• _Task to carry out_:
A complete answer includes every line below with the word "Send".

Stored dataset items:
↓↓↓
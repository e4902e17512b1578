//! Exchange rate table and provider abstractions

use crate::core::error::FxError;
use async_trait::async_trait;
use chrono::NaiveDate;
use std::collections::BTreeMap;
use std::sync::Arc;

pub const BASE_CURRENCY: &str = "EUR";

/// Rates for a set of currencies, all quoted as units of the currency per one
/// unit of the base currency.
///
/// The base currency is always present at exactly `1.0` and every other rate is
/// finite and strictly positive. Once shared behind an `Arc` a table is never
/// modified; a refresh builds a new one.
#[derive(Debug, Clone, PartialEq)]
pub struct RateTable {
    base: String,
    as_of: Option<NaiveDate>,
    rates: BTreeMap<String, f64>,
    unavailable: Vec<String>,
}

impl RateTable {
    pub fn new(base: &str, as_of: Option<NaiveDate>) -> Self {
        let base = base.to_uppercase();
        let mut rates = BTreeMap::new();
        rates.insert(base.clone(), 1.0);
        RateTable {
            base,
            as_of,
            rates,
            unavailable: Vec::new(),
        }
    }

    /// Adds a rate for `currency`, rejecting anything that could not be used
    /// as a divisor. The base currency cannot be overwritten.
    pub fn insert(&mut self, currency: &str, rate: f64) -> Result<(), FxError> {
        let code = currency.trim().to_uppercase();
        if code.is_empty() {
            return Err(FxError::UnsupportedCurrency(currency.to_string()));
        }
        if !rate.is_finite() || rate <= 0.0 {
            return Err(FxError::InvalidRate {
                currency: code,
                rate,
            });
        }
        if code != self.base {
            self.rates.insert(code, rate);
        }
        Ok(())
    }

    /// Records an optional asset that was requested but could not be priced.
    pub fn mark_unavailable(&mut self, currency: &str) {
        let code = currency.to_uppercase();
        if !self.unavailable.contains(&code) {
            self.unavailable.push(code);
        }
    }

    pub fn base(&self) -> &str {
        &self.base
    }

    pub fn as_of(&self) -> Option<NaiveDate> {
        self.as_of
    }

    pub fn get(&self, currency: &str) -> Option<f64> {
        self.rates.get(&currency.trim().to_uppercase()).copied()
    }

    pub fn contains(&self, currency: &str) -> bool {
        self.get(currency).is_some()
    }

    pub fn currencies(&self) -> impl Iterator<Item = &str> {
        self.rates.keys().map(String::as_str)
    }

    pub fn iter(&self) -> impl Iterator<Item = (&str, f64)> {
        self.rates.iter().map(|(code, rate)| (code.as_str(), *rate))
    }

    pub fn unavailable(&self) -> &[String] {
        &self.unavailable
    }
}

/// A source of complete rate tables.
#[async_trait]
pub trait RateProvider: Send + Sync {
    async fn fetch_rates(&self) -> Result<RateTable, FxError>;
}

/// A source for the price of a single extra asset, quoted in the base currency.
#[async_trait]
pub trait AssetPriceProvider: Send + Sync {
    /// Code the asset is listed under in a rate table, e.g. `BTC`.
    fn symbol(&self) -> &str;

    /// Price of one unit of the asset in the base currency.
    async fn fetch_price(&self) -> Result<f64, FxError>;
}

/// Shared access to the current rate table, as seen by the interaction layer.
#[async_trait]
pub trait RateSource: Send + Sync {
    /// The current table, fetched if nothing usable is held.
    async fn rates(&self) -> Result<Arc<RateTable>, FxError>;

    /// Forces a new fetch. On failure the previously held table stays in place.
    async fn refresh(&self) -> Result<Arc<RateTable>, FxError>;
}

#[cfg(test)]
mod tests {
    use super::*;

    #[test]
    fn test_new_table_contains_base() {
        let table = RateTable::new("eur", None);
        assert_eq!(table.base(), "EUR");
        assert_eq!(table.get("EUR"), Some(1.0));
        assert_eq!(table.currencies().count(), 1);
    }

    #[test]
    fn test_insert_normalizes_codes() {
        let mut table = RateTable::new(BASE_CURRENCY, None);
        table.insert(" usd ", 1.1).unwrap();
        assert_eq!(table.get("USD"), Some(1.1));
        assert_eq!(table.get("usd"), Some(1.1));
        assert!(table.contains("Usd"));
    }

    #[test]
    fn test_insert_rejects_invalid_rates() {
        let mut table = RateTable::new(BASE_CURRENCY, None);
        for rate in [0.0, -1.5, f64::NAN, f64::INFINITY] {
            let err = table.insert("USD", rate).unwrap_err();
            assert!(matches!(err, FxError::InvalidRate { .. }));
        }
        assert!(!table.contains("USD"));
    }

    #[test]
    fn test_base_rate_cannot_be_overwritten() {
        let mut table = RateTable::new(BASE_CURRENCY, None);
        table.insert("EUR", 2.0).unwrap();
        assert_eq!(table.get("EUR"), Some(1.0));
    }

    #[test]
    fn test_mark_unavailable_is_deduplicated() {
        let mut table = RateTable::new(BASE_CURRENCY, None);
        table.mark_unavailable("btc");
        table.mark_unavailable("BTC");
        assert_eq!(table.unavailable(), &["BTC".to_string()]);
        assert!(!table.contains("BTC"));
    }
}
//! Currency conversion through the base currency

use crate::core::error::FxError;
use crate::core::rates::RateTable;

/// A single amount to move from one currency into another.
#[derive(Debug, Clone, PartialEq)]
pub struct ConversionRequest {
    pub amount: f64,
    pub source: String,
    pub target: String,
}

impl ConversionRequest {
    pub fn new(amount: f64, source: &str, target: &str) -> Self {
        ConversionRequest {
            amount,
            source: source.trim().to_uppercase(),
            target: target.trim().to_uppercase(),
        }
    }
}

#[derive(Debug, Clone, PartialEq)]
pub struct Conversion {
    pub request: ConversionRequest,
    pub value: f64,
}

/// Converts `amount` between two base-relative rates.
///
/// Dividing by the source rate yields the amount in the base currency,
/// multiplying by the target rate converts out of it.
pub fn convert(amount: f64, source_rate: f64, target_rate: f64) -> Result<f64, FxError> {
    for (side, rate) in [("source", source_rate), ("target", target_rate)] {
        if !rate.is_finite() || rate <= 0.0 {
            return Err(FxError::InvalidRate {
                currency: side.to_string(),
                rate,
            });
        }
    }
    let value = (amount / source_rate) * target_rate;
    if !value.is_finite() {
        return Err(FxError::InvalidAmount(amount));
    }
    Ok(value)
}

/// Looks up both currencies in `table` and converts the request amount.
///
/// Identical source and target return the amount untouched.
pub fn convert_with(table: &RateTable, request: &ConversionRequest) -> Result<Conversion, FxError> {
    if !request.amount.is_finite() || request.amount < 0.0 {
        return Err(FxError::InvalidAmount(request.amount));
    }

    let source_rate = lookup(table, &request.source)?;
    let target_rate = lookup(table, &request.target)?;

    let value = if request.source == request.target {
        request.amount
    } else {
        convert(request.amount, source_rate, target_rate)?
    };

    Ok(Conversion {
        request: request.clone(),
        value,
    })
}

fn lookup(table: &RateTable, currency: &str) -> Result<f64, FxError> {
    let rate = table
        .get(currency)
        .ok_or_else(|| FxError::UnsupportedCurrency(currency.to_string()))?;
    if !rate.is_finite() || rate <= 0.0 {
        return Err(FxError::InvalidRate {
            currency: currency.to_string(),
            rate,
        });
    }
    Ok(rate)
}

/// Formats a converted amount at display precision.
pub fn format_amount(value: f64) -> String {
    format!("{value:.2}")
}

#[cfg(test)]
mod tests {
    use super::*;
    use crate::core::rates::BASE_CURRENCY;

    fn sample_table() -> RateTable {
        let mut table = RateTable::new(BASE_CURRENCY, None);
        table.insert("USD", 1.1).unwrap();
        table.insert("JPY", 160.0).unwrap();
        table.insert("GBP", 0.85).unwrap();
        table.insert("CHF", 0.9437).unwrap();
        table
    }

    #[test]
    fn test_usd_to_jpy() {
        let table = sample_table();
        let result = convert_with(&table, &ConversionRequest::new(100.0, "USD", "JPY")).unwrap();
        assert!((result.value - (100.0 / 1.1) * 160.0).abs() < 1e-9);
        assert_eq!(format_amount(result.value), "14545.45");
    }

    #[test]
    fn test_identity_is_exact() {
        let table = sample_table();
        for code in table.currencies() {
            for amount in [0.0, 0.1, 50.0, 123456.789, 1e-7] {
                let result =
                    convert_with(&table, &ConversionRequest::new(amount, code, code)).unwrap();
                assert_eq!(result.value, amount);
            }
        }

        let result = convert_with(&table, &ConversionRequest::new(50.0, "EUR", "EUR")).unwrap();
        assert_eq!(format_amount(result.value), "50.00");
    }

    #[test]
    fn test_conversion_is_transitive_through_base() {
        let table = sample_table();
        let codes: Vec<&str> = table.currencies().collect();
        let amount = 987.65;

        for a in &codes {
            for b in &codes {
                for c in &codes {
                    let ra = table.get(a).unwrap();
                    let rb = table.get(b).unwrap();
                    let rc = table.get(c).unwrap();
                    let via_b = convert(convert(amount, ra, rb).unwrap(), rb, rc).unwrap();
                    let direct = convert(amount, ra, rc).unwrap();
                    assert!(
                        (via_b - direct).abs() <= direct.abs() * 1e-12,
                        "{a}->{b}->{c}: {via_b} vs {direct}"
                    );
                }
            }
        }
    }

    #[test]
    fn test_invalid_rates_are_rejected() {
        assert!(matches!(
            convert(10.0, 0.0, 1.0),
            Err(FxError::InvalidRate { .. })
        ));
        assert!(matches!(
            convert(10.0, 1.0, 0.0),
            Err(FxError::InvalidRate { .. })
        ));
        assert!(matches!(
            convert(10.0, -1.1, 1.0),
            Err(FxError::InvalidRate { .. })
        ));
        assert!(matches!(
            convert(10.0, 1.0, -3.0),
            Err(FxError::InvalidRate { .. })
        ));
    }

    #[test]
    fn test_unsupported_currency() {
        let table = sample_table();
        let err = convert_with(&table, &ConversionRequest::new(1.0, "USD", "XYZ")).unwrap_err();
        assert_eq!(err, FxError::UnsupportedCurrency("XYZ".to_string()));

        let err = convert_with(&table, &ConversionRequest::new(1.0, "ABC", "ABC")).unwrap_err();
        assert_eq!(err, FxError::UnsupportedCurrency("ABC".to_string()));
    }

    #[test]
    fn test_negative_amount_is_rejected() {
        let table = sample_table();
        let err = convert_with(&table, &ConversionRequest::new(-5.0, "USD", "GBP")).unwrap_err();
        assert_eq!(err, FxError::InvalidAmount(-5.0));
    }

    #[test]
    fn test_non_finite_amount_is_rejected() {
        let table = sample_table();
        for amount in [f64::NAN, f64::INFINITY, f64::NEG_INFINITY] {
            let err =
                convert_with(&table, &ConversionRequest::new(amount, "USD", "GBP")).unwrap_err();
            assert!(matches!(err, FxError::InvalidAmount(_)), "{amount}: {err}");
        }
        // Rejected before the identity shortcut too.
        let err = convert_with(&table, &ConversionRequest::new(f64::NAN, "EUR", "EUR")).unwrap_err();
        assert!(matches!(err, FxError::InvalidAmount(_)));
    }

    #[test]
    fn test_overflowing_result_is_rejected() {
        let mut table = sample_table();
        table.insert("BTC", 1.0 / 50000.0).unwrap();

        let err = convert_with(&table, &ConversionRequest::new(1e305, "BTC", "EUR")).unwrap_err();
        assert_eq!(err, FxError::InvalidAmount(1e305));
        assert_eq!(convert(f64::MAX, 0.5, 1.0), Err(FxError::InvalidAmount(f64::MAX)));

        let result = convert_with(&table, &ConversionRequest::new(1e300, "EUR", "BTC")).unwrap();
        assert!(result.value.is_finite());
    }

    #[test]
    fn test_request_normalizes_codes() {
        let request = ConversionRequest::new(1.0, " usd", "jpy ");
        assert_eq!(request.source, "USD");
        assert_eq!(request.target, "JPY");
    }
}
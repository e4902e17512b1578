//! Domain errors for rate fetching and conversion

use thiserror::Error;

/// Every failure a rate lookup or conversion can surface to the user.
///
/// All variants are recoverable: the caller shows the message, keeps any
/// previously fetched rates and lets the user try again.
#[derive(Debug, Clone, PartialEq, Error)]
pub enum FxError {
    #[error("Failed to fetch {source_name}: {reason}")]
    Fetch { source_name: String, reason: String },

    #[error("Failed to parse {source_name}: {reason}")]
    Parse { source_name: String, reason: String },

    #[error("Invalid exchange rate for {currency}: {rate}")]
    InvalidRate { currency: String, rate: f64 },

    #[error("Unsupported currency: {0}")]
    UnsupportedCurrency(String),

    #[error("Invalid amount: {0}")]
    InvalidAmount(f64),
}

impl FxError {
    pub fn fetch(source_name: &str, reason: impl ToString) -> Self {
        FxError::Fetch {
            source_name: source_name.to_string(),
            reason: reason.to_string(),
        }
    }

    pub fn parse(source_name: &str, reason: impl ToString) -> Self {
        FxError::Parse {
            source_name: source_name.to_string(),
            reason: reason.to_string(),
        }
    }

    /// True for errors that mean no rates are available at all.
    pub fn is_unavailable(&self) -> bool {
        matches!(self, FxError::Fetch { .. } | FxError::Parse { .. })
    }
}
use std::sync::Arc;
use std::time::{Duration, Instant};
use tokio::sync::RwLock;
use tracing::debug;

struct CacheValue<V> {
    value: Arc<V>,
    expires_at: Option<Instant>,
}

impl<V> CacheValue<V> {
    fn is_fresh(&self) -> bool {
        self.expires_at.is_none_or(|expiry| Instant::now() < expiry)
    }
}

/// Single-slot in-memory cache holding one shared value with an optional TTL.
///
/// Values are handed out as `Arc`s and replaced whole on `put`, so a reader
/// holds either the old value or the new one, never a mix.
pub struct MemoryCache<V>
where
    V: Send + Sync + 'static,
{
    inner: RwLock<Option<CacheValue<V>>>,
}

impl<V> MemoryCache<V>
where
    V: Send + Sync,
{
    pub fn new() -> Self {
        Self {
            inner: RwLock::new(None),
        }
    }

    /// Returns the cached value if it has not expired.
    pub async fn get(&self) -> Option<Arc<V>> {
        let cache = self.inner.read().await;
        match cache.as_ref() {
            Some(entry) if entry.is_fresh() => {
                debug!("Cache HIT");
                Some(Arc::clone(&entry.value))
            }
            Some(_) => {
                debug!("Cache entry expired");
                None
            }
            None => {
                debug!("Cache MISS");
                None
            }
        }
    }

    pub async fn put(&self, value: Arc<V>, ttl: Option<Duration>) {
        let expires_at = ttl.map(|duration| Instant::now() + duration);
        let mut cache = self.inner.write().await;
        debug!("Cache PUT");
        *cache = Some(CacheValue { value, expires_at });
    }
}

impl<V> Default for MemoryCache<V>
where
    V: Send + Sync,
{
    fn default() -> Self {
        Self::new()
    }
}

#[cfg(test)]
mod tests {
    use super::*;
    use tokio::time::sleep;

    #[tokio::test]
    async fn test_cache_get_put() {
        let cache = MemoryCache::<i32>::new();

        assert!(cache.get().await.is_none());

        cache.put(Arc::new(123), None).await;
        assert_eq!(cache.get().await.as_deref(), Some(&123));

        cache.put(Arc::new(456), None).await;
        assert_eq!(cache.get().await.as_deref(), Some(&456));
    }

    #[tokio::test]
    async fn test_cache_ttl_expiration() {
        let cache = MemoryCache::<i32>::new();

        cache.put(Arc::new(123), Some(Duration::from_millis(10))).await;
        assert_eq!(cache.get().await.as_deref(), Some(&123));

        sleep(Duration::from_millis(20)).await;
        assert!(cache.get().await.is_none());

        cache.put(Arc::new(456), Some(Duration::from_secs(60))).await;
        assert_eq!(cache.get().await.as_deref(), Some(&456));
    }

    #[tokio::test]
    async fn test_readers_keep_their_snapshot() {
        let cache = MemoryCache::<Vec<i32>>::new();
        cache.put(Arc::new(vec![1, 2, 3]), None).await;

        let snapshot = cache.get().await.unwrap();
        cache.put(Arc::new(vec![4, 5, 6]), None).await;

        assert_eq!(*snapshot, vec![1, 2, 3]);
        assert_eq!(*cache.get().await.unwrap(), vec![4, 5, 6]);
    }
}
↑↑↑
• _Finished task_:
pub trait RateProvider: Send + Sync {
pub trait AssetPriceProvider: Send + Sync {
pub trait RateSource: Send + Sync {
    V: Send + Sync + 'static,
    V: Send + Sync,
    V: Send + Sync,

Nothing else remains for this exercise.